Within the data that follows, how many lines carry the string "crate"? Give the number alone.

(Dataset excerpts)
____
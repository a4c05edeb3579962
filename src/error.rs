//! User-visible viewer errors. None of them is fatal: every one is
//! recovered from by loading another file or navigating again.

use crate::paged::BackendError;
use crate::score::ContainerError;

#[derive(Debug, thiserror::Error)]
pub enum ViewerError {
    /// File kind not recognized
    #[error("Unsupported file format: {0}")]
    UnsupportedFormat(String),

    /// The backend could not open the document
    #[error("Could not load document: {0}")]
    LoadFailure(String),

    /// Markup rejected before rendering
    #[error("{0}")]
    ValidationFailure(String),

    /// A render attempt failed
    #[error("Render failed: {0}")]
    RenderFailure(String),
}

impl From<BackendError> for ViewerError {
    fn from(err: BackendError) -> Self {
        Self::LoadFailure(err.to_string())
    }
}

impl From<ContainerError> for ViewerError {
    fn from(err: ContainerError) -> Self {
        Self::LoadFailure(err.to_string())
    }
}

impl From<std::io::Error> for ViewerError {
    fn from(err: std::io::Error) -> Self {
        Self::LoadFailure(err.to_string())
    }
}
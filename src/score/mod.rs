//! Notated score handling: ingestion, `.mxl` unwrapping and rendering

mod backend;
pub mod container;
pub mod ingest;
mod session;

pub use backend::{NotationBackend, NotationError, NotationOutput, OutlineBackend};
pub use container::{ContainerError, read_score_file, unwrap_mxl};
pub use ingest::{MarkupDocument, ingest, ingest_with, sanitize, validate};
pub use session::{BackendFactory, ScoreSession, ScoreStatus};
____
> [Completed task]: 2